## TASK DIRECTIONS
Begin at the first line of the records below and, please, give each line again exactly until the line with "pub fn display_value(v: &Value)" is included.
════════════════
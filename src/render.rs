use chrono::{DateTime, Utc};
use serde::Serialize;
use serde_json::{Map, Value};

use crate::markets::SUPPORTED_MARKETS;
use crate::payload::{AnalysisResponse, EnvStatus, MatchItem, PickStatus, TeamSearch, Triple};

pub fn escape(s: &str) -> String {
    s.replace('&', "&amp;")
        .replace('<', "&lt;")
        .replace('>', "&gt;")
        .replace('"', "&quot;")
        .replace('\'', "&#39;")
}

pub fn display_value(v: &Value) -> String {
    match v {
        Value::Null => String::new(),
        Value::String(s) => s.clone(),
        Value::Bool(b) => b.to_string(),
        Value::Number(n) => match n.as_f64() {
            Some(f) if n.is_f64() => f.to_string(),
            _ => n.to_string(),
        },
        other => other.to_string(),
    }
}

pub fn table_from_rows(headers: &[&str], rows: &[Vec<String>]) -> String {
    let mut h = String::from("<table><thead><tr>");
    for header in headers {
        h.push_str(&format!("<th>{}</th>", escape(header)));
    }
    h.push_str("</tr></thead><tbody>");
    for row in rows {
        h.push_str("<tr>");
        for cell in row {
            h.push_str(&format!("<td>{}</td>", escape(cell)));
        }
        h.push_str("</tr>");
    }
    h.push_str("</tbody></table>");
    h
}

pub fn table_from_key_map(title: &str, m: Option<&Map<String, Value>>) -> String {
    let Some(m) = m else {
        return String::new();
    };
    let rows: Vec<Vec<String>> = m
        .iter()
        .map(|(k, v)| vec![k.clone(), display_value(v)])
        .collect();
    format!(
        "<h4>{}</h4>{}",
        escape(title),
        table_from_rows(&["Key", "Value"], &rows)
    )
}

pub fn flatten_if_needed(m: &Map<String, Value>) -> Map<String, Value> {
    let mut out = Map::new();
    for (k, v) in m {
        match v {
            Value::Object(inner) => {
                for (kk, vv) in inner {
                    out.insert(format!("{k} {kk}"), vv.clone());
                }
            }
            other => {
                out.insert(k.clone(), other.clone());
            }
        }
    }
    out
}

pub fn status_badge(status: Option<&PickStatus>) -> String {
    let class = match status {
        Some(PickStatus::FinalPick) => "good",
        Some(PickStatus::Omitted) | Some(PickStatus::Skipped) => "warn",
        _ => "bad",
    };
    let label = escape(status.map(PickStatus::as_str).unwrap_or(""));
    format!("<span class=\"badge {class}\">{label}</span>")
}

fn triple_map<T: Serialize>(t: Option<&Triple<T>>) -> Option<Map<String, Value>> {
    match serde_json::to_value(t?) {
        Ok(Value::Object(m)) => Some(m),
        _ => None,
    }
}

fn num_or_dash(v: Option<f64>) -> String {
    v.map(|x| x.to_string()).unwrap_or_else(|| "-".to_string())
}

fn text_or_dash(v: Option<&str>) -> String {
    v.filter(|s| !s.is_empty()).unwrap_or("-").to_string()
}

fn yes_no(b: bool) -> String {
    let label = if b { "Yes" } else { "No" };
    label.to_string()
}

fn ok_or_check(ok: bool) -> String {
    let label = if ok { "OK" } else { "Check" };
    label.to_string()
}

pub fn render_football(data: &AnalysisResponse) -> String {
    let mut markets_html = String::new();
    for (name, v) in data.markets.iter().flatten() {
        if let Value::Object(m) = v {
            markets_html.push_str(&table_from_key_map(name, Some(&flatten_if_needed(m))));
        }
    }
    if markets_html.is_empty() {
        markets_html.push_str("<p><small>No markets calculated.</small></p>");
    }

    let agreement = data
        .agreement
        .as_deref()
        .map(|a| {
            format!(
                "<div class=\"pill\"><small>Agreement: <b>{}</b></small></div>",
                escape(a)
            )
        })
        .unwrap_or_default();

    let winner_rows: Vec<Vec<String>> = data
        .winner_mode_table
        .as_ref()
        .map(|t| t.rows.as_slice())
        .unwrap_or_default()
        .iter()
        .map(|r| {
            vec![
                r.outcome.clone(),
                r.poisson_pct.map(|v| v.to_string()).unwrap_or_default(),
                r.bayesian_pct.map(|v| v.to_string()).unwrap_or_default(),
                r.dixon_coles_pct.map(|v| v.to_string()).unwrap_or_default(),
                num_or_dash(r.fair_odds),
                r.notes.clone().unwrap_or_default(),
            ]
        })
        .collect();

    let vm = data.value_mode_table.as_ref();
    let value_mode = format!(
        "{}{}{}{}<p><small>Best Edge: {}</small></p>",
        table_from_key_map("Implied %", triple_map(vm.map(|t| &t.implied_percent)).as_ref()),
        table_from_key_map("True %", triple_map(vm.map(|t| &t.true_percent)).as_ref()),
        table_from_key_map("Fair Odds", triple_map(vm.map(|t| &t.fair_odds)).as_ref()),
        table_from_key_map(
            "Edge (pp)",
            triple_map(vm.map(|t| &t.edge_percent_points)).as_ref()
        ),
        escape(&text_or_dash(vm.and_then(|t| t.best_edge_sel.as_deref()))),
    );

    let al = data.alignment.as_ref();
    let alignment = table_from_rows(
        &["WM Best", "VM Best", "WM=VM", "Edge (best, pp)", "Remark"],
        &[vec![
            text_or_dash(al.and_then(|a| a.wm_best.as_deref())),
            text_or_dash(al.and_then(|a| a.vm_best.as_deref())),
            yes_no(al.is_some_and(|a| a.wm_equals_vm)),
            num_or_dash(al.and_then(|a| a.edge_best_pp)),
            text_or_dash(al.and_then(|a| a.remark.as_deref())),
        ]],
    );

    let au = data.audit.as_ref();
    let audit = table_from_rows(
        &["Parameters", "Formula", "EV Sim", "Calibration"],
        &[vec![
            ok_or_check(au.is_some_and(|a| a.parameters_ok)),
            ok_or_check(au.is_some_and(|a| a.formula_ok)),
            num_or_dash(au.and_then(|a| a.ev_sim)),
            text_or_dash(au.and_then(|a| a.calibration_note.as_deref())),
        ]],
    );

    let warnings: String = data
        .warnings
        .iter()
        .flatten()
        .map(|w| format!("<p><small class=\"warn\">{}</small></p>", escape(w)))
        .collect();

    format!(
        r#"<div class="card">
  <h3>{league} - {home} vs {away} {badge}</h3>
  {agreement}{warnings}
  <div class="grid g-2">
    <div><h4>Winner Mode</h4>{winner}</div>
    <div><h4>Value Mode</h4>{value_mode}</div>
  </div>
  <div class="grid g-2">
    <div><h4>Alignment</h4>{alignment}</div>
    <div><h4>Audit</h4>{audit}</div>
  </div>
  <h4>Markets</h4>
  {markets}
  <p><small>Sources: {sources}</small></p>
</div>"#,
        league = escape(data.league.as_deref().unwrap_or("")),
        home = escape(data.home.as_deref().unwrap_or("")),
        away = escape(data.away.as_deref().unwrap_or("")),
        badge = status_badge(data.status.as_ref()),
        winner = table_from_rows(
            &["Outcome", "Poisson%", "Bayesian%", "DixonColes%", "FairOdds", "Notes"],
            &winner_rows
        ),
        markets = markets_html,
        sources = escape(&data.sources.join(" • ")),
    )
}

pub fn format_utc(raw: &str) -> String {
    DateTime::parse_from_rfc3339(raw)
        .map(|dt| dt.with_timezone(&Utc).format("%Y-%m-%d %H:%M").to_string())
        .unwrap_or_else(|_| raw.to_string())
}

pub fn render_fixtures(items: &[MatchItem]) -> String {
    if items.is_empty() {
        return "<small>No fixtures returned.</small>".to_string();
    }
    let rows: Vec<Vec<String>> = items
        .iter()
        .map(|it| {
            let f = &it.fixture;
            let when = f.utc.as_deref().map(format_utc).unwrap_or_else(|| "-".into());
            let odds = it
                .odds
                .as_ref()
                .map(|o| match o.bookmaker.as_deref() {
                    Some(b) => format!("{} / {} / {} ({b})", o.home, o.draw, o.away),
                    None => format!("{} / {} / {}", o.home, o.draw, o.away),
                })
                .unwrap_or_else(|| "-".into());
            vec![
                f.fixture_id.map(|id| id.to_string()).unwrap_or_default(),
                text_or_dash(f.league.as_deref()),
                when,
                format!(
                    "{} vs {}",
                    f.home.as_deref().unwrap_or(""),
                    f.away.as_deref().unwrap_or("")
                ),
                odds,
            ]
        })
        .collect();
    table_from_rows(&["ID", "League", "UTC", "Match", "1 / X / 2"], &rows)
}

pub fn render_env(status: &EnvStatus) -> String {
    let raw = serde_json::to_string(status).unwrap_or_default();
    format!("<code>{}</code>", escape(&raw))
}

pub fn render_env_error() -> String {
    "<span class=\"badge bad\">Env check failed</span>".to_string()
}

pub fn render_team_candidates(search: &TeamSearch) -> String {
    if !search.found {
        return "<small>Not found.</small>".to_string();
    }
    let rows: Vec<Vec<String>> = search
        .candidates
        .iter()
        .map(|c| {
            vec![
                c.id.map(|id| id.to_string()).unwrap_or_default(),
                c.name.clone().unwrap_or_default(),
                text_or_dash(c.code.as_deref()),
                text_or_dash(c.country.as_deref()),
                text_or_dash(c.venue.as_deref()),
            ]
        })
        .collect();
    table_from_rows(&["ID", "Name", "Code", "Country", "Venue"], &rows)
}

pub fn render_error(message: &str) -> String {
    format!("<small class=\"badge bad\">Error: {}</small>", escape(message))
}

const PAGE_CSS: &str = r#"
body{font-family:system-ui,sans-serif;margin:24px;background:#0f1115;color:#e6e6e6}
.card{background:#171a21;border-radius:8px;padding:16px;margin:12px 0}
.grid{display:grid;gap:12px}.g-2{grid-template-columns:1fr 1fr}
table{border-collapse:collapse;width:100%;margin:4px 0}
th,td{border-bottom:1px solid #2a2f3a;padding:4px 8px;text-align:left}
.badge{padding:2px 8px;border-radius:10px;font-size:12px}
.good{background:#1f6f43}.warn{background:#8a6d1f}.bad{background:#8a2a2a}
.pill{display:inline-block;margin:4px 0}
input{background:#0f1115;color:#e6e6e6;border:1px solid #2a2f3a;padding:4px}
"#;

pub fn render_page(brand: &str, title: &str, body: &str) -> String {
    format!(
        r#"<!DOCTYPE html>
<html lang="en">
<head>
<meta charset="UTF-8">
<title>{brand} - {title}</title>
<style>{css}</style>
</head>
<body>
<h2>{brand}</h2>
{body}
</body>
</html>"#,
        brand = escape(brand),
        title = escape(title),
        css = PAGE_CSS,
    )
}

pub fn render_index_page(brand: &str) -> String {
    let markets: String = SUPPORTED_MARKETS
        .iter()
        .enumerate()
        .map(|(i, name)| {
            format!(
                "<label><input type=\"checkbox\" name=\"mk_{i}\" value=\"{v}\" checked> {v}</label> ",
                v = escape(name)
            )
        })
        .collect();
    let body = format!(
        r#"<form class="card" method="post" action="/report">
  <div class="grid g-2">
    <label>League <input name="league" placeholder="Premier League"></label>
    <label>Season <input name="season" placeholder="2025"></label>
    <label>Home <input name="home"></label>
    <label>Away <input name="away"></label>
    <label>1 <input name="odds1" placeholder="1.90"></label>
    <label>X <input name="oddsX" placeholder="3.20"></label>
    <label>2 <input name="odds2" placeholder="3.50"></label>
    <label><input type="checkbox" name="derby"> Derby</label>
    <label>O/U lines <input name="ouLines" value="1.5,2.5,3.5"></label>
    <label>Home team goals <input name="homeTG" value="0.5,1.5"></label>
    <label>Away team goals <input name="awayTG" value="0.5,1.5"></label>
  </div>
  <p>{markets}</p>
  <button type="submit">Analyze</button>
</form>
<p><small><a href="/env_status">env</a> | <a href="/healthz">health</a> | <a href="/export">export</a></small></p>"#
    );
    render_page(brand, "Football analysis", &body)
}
════════════════
## RESULT
filename src/render.rs
use chrono::{DateTime, Utc};
use serde::Serialize;
use serde_json::{Map, Value};

use crate::markets::SUPPORTED_MARKETS;
use crate::payload::{AnalysisResponse, EnvStatus, MatchItem, PickStatus, TeamSearch, Triple};

pub fn escape(s: &str) -> String {
    s.replace('&', "&amp;")
        .replace('<', "&lt;")
        .replace('>', "&gt;")
        .replace('"', "&quot;")
        .replace('\'', "&#39;")
}

pub fn display_value(v: &Value) -> String {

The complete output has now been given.